There is a shred of real wisdom in the trend. As Vice journalist Sophia Smith Galer pointed out in a TikTok of her own, the tenets of Lucky Girl Syndrome bear a striking resemblance to an evidence-based goal-setting methodology called WOOP (wish, outcome, obstacle, plan). Developed by psychology professor Gabriele Oettingen, who has been researching wish fulfillment for decades, WOOP makes it clear that dreaming is a critical step toward positive change. But only if those fantasies are followed up by a process called “mental contrasting,” wherein you assess the obstacles needed to achieve your goal and plan how to overcome them.

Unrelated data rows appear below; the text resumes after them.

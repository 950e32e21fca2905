//! Per-resource outcomes and run summaries

use crate::error::Error;
use crate::ids::{IdMap, ServerId};
use crate::model::ResourceDefinition;
use serde::{Deserialize, Serialize};
use std::fmt;

/// What happened to one resource.
#[derive(Debug, Clone, Copy, PartialEq, Eq, Serialize, Deserialize)]
#[serde(rename_all = "SCREAMING_SNAKE_CASE")]
pub enum Action {
    Created,
    Skipped,
    Failed,
    Deleted,
}

impl fmt::Display for Action {
    fn fmt(&self, f: &mut fmt::Formatter<'_>) -> fmt::Result {
        match self {
            Action::Created => write!(f, "CREATED"),
            Action::Skipped => write!(f, "SKIPPED"),
            Action::Failed => write!(f, "FAILED"),
            Action::Deleted => write!(f, "DELETED"),
        }
    }
}

/// Which engine pass produced a set of results.
#[derive(Debug, Clone, Copy, PartialEq, Eq, Serialize, Deserialize)]
#[serde(rename_all = "lowercase")]
pub enum Operation {
    Install,
    Delete,
}

impl fmt::Display for Operation {
    fn fmt(&self, f: &mut fmt::Formatter<'_>) -> fmt::Result {
        match self {
            Operation::Install => write!(f, "install"),
            Operation::Delete => write!(f, "delete"),
        }
    }
}

/// Outcome for a single resource.
#[derive(Debug, Clone, PartialEq, Eq, Serialize, Deserialize)]
pub struct ProvisioningResult {
    pub id_reference: String,
    pub resource_type: String,
    pub resource_name: String,
    pub action: Action,
    #[serde(default, skip_serializing_if = "Option::is_none")]
    pub server_id: Option<ServerId>,
    #[serde(default, skip_serializing_if = "Option::is_none")]
    pub error: Option<String>,
    /// Dry-run marker: the action would have been taken but was not
    #[serde(default, skip_serializing_if = "std::ops::Not::not")]
    pub planned: bool,
}

impl ProvisioningResult {
    fn new(resource: &ResourceDefinition, action: Action) -> Self {
        Self {
            id_reference: resource.id_reference.clone(),
            resource_type: resource.resource_type.clone(),
            resource_name: resource.name.clone(),
            action,
            server_id: None,
            error: None,
            planned: false,
        }
    }

    pub fn created(resource: &ResourceDefinition, id: ServerId) -> Self {
        Self {
            server_id: Some(id),
            ..Self::new(resource, Action::Created)
        }
    }

    /// Resource already existed (or, on cleanup, nothing matched).
    pub fn skipped(resource: &ResourceDefinition, id: Option<ServerId>) -> Self {
        Self {
            server_id: id,
            ..Self::new(resource, Action::Skipped)
        }
    }

    /// Dry-run outcome for a resource that would have been created or deleted.
    pub fn planned(resource: &ResourceDefinition, id: ServerId) -> Self {
        Self {
            server_id: Some(id),
            planned: true,
            ..Self::new(resource, Action::Skipped)
        }
    }

    pub fn deleted(resource: &ResourceDefinition, id: ServerId) -> Self {
        Self {
            server_id: Some(id),
            ..Self::new(resource, Action::Deleted)
        }
    }

    pub fn failed(resource: &ResourceDefinition, error: impl Into<String>) -> Self {
        Self {
            error: Some(error.into()),
            ..Self::new(resource, Action::Failed)
        }
    }

    pub fn is_failure(&self) -> bool {
        self.action == Action::Failed
    }
}

/// Counts per action across a result list.
#[derive(Debug, Clone, Default, PartialEq, Eq, Serialize, Deserialize)]
pub struct RunSummary {
    pub created: usize,
    pub skipped: usize,
    pub planned: usize,
    pub deleted: usize,
    pub failed: usize,
}

impl RunSummary {
    pub fn from_results(results: &[ProvisioningResult]) -> Self {
        let mut summary = Self::default();
        for result in results {
            summary.add_result(result);
        }
        summary
    }

    /// Add a result to the summary
    pub fn add_result(&mut self, result: &ProvisioningResult) {
        match result.action {
            Action::Created => self.created += 1,
            Action::Skipped if result.planned => self.planned += 1,
            Action::Skipped => self.skipped += 1,
            Action::Deleted => self.deleted += 1,
            Action::Failed => self.failed += 1,
        }
    }

    /// Total number of resources visited
    pub fn total(&self) -> usize {
        self.created + self.skipped + self.planned + self.deleted + self.failed
    }

    /// Check if no resource failed
    pub fn is_success(&self) -> bool {
        self.failed == 0
    }
}

impl fmt::Display for RunSummary {
    fn fmt(&self, f: &mut fmt::Formatter<'_>) -> fmt::Result {
        write!(
            f,
            "{} created, {} deleted, {} skipped, {} planned, {} failed",
            self.created, self.deleted, self.skipped, self.planned, self.failed
        )
    }
}

/// Result of a provisioning pass.
#[derive(Debug)]
pub struct ProvisionOutcome {
    /// One entry per visited resource, in declaration order
    pub results: Vec<ProvisioningResult>,
    /// Ids known at the end of the run (placeholders included on dry runs)
    pub id_map: IdMap,
    /// Error that halted the pass, if any
    pub error: Option<Error>,
}

impl ProvisionOutcome {
    pub fn is_success(&self) -> bool {
        self.error.is_none()
    }

    pub fn summary(&self) -> RunSummary {
        RunSummary::from_results(&self.results)
    }

    /// Resources this run actually created, in creation order.
    pub fn created(&self) -> impl DoubleEndedIterator<Item = &ProvisioningResult> {
        self.results.iter().filter(|r| r.action == Action::Created)
    }
}

/// Result of a cleanup or rollback pass.
#[derive(Debug, Default)]
pub struct CleanupOutcome {
    pub results: Vec<ProvisioningResult>,
}

impl CleanupOutcome {
    pub fn summary(&self) -> RunSummary {
        RunSummary::from_results(&self.results)
    }

    pub fn has_failures(&self) -> bool {
        self.results.iter().any(ProvisioningResult::is_failure)
    }
}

Lucky Girl Syndrome is an imperfect concept at best. And at worst, it brings up questions about racism, ableism, and narcissism. Privilege ensures the playing field is never truly level and most people don't have the luxury of strategically leaving their life to chance. No amount of positive thinking is going to help someone fight their way out of generational poverty or beat cancer, and it's materially damaging to suggest otherwise. “It’s no surprise that the majority of people celebrating the power of being a ‘Lucky Girl’ on TikTok are white, thin, and conventionally attractive,” Refinery29 writer Maggie Zhou observed.

Lucky Girl Syndrome didn't solve my problems. But it challenged me to notice and celebrate what went right instead of fixating on what went wrong. And more importantly, it forced me to become the all-knowing narrator of my life. The power of the stories we tell ourselves is well-documented in research. Although limited in scope and reliability, practicing Lucky Girl Syndrome got me through a very trying week. And now I get to decide where I want the plot to go from here.